[1] No ano em que faleceu o rei Ozias, vi o Senhor sentado sobre um trono alto e elevado. A cauda da sua veste enchia o santuário.
[2] Acima dele, em pé, estavam serafins, cada um com seis asas: com duas cobriam a face, com duas cobriam os pés e com duas voavam.
[3] Eles clamavam uns para os outros e diziam: “Santo, santo, santo é Iahweh dos Exércitos, a sua glória enche toda a terra”.
[4] À voz dos seus clamores os gonzos das portas oscilavam enquanto o Templo se enchia de fumaça.
[5] Então disse eu: “Ai de mim, estou perdido!

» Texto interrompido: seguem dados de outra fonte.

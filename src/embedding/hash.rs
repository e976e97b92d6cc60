//! Deterministic hash-projection embedder.

use super::{Embedder, normalize};
use crate::Result;
use crate::models::Modality;
use sha2::{Digest, Sha256};

/// Deterministic embedder backed by token hashing.
///
/// Projects whitespace tokens onto a fixed number of dimensions via a
/// SHA-256 hash of each token. Identical content always yields identical
/// vectors, making it suitable for tests and for deployments without an
/// embedding model. Semantically unrelated content is very unlikely to
/// collide, but this is not a semantic embedding.
pub struct HashEmbedder {
    dimensions: usize,
}

impl HashEmbedder {
    /// Default dimensionality, matching small sentence-embedding models.
    pub const DEFAULT_DIMENSIONS: usize = 384;

    /// Creates a hash embedder with the given dimensionality.
    #[must_use]
    pub const fn new(dimensions: usize) -> Self {
        Self { dimensions }
    }

    /// Creates a hash embedder with the default dimensionality.
    #[must_use]
    pub const fn with_default_dimensions() -> Self {
        Self::new(Self::DEFAULT_DIMENSIONS)
    }
}

impl Default for HashEmbedder {
    fn default() -> Self {
        Self::with_default_dimensions()
    }
}

impl Embedder for HashEmbedder {
    fn dimensions(&self) -> usize {
        self.dimensions
    }

    fn embed(&self, content: &str, modality: &Modality) -> Result<Vec<f32>> {
        let mut vector = vec![0.0_f32; self.dimensions];
        // Prefix tokens with the modality tag so equal text in different
        // modalities does not collide to similarity 1.0.
        let tag = modality.as_str();
        for token in content.split_whitespace() {
            let mut hasher = Sha256::new();
            hasher.update(tag.as_bytes());
            hasher.update(b"\0");
            hasher.update(token.to_lowercase().as_bytes());
            let digest = hasher.finalize();
            let bucket = (usize::from(digest[0]) << 8) | usize::from(digest[1]);
            let sign = if digest[2] & 1 == 0 { 1.0 } else { -1.0 };
            vector[bucket % self.dimensions] += sign;
        }
        if vector.iter().all(|v| v.abs() <= f32::EPSILON) {
            // Empty or token-free content still deserves a stable vector.
            vector[0] = 1.0;
        }
        normalize(&vector)
    }
}

#[cfg(test)]
mod tests {
    use super::*;

    #[test]
    fn test_identical_content_identical_vector() {
        let embedder = HashEmbedder::new(64);
        let a = embedder.embed("coffee with sofia", &Modality::Text);
        let b = embedder.embed("coffee with sofia", &Modality::Text);
        assert_eq!(a.ok(), b.ok());
    }

    #[test]
    fn test_different_content_different_vector() {
        let embedder = HashEmbedder::new(64);
        let a = embedder.embed("coffee with sofia", &Modality::Text);
        let b = embedder.embed("quarterly tax filing", &Modality::Text);
        assert_ne!(a.ok(), b.ok());
    }

    #[test]
    fn test_modality_prefix_separates_vectors() {
        let embedder = HashEmbedder::new(64);
        let text = embedder.embed("harbour sunset", &Modality::Text);
        let image = embedder.embed(
            "harbour sunset",
            &Modality::ImageDescriptor { dimensions: None },
        );
        assert_ne!(text.ok(), image.ok());
    }

    #[test]
    fn test_empty_content_yields_stable_unit_vector() {
        let embedder = HashEmbedder::new(8);
        let v = embedder.embed("", &Modality::Text);
        let Ok(v) = v else {
            assert!(v.is_ok());
            return;
        };
        let magnitude: f32 = v.iter().map(|x| x * x).sum::<f32>().sqrt();
        assert!((magnitude - 1.0).abs() < 1e-6);
    }
}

Com efeito, sou um homem de lábios impuros e vivo no meio de um povo de lábios impuros, e os meus olhos viram o Rei, Iahweh dos Exércitos”.
[6] Nisto, um dos serafins voou para junto de mim, trazendo na mão uma brasa que havia tirado do altar com uma tenaz.
[7] Com ela tocou-me os lábios e disse: “Vê, isto tocou os teus lábios, a tua iniqüidade está removida, o teu pecado está perdoado.”
[8] Em seguida ouvi a voz do Senhor que dizia: “Quem hei de enviar? Quem irá por nós?”, ao que respondi: “Eis-me aqui, envia-me a mim”.
[9] Ele me disse: “Vai e dize a este povo: Podeis ouvir certamente, mas não haveis de entender; podeis ver certamente, mas não haveis de compreender.
[10] Embota o coração deste povo, torna pesados os seus ouvidos, tapa-lhe os olhos, para que não veja com os olhos, e não ouça com os ouvidos, e não suceda que o seu coração venha a compreender, que ele se converta e consiga a cura.”
[11] A isto perguntei: “Até quando, Senhor?” Ele respondeu: “Até que as cidades fiquem desertas, por falta de habitantes, e as casas vazias, por falta de moradores; até que o solo se reduza a um ermo, a uma desolação;
[12] Até que Iahweh remova para longe os seus homens e no seio da terra reine uma grande solidão.
[13] E, se nela ficar um décimo, este tornará a ser desbastado como o terebinto e o carvalho, que, uma vez derrubados, deixam apenas um toco; esse toco será uma semente santa.”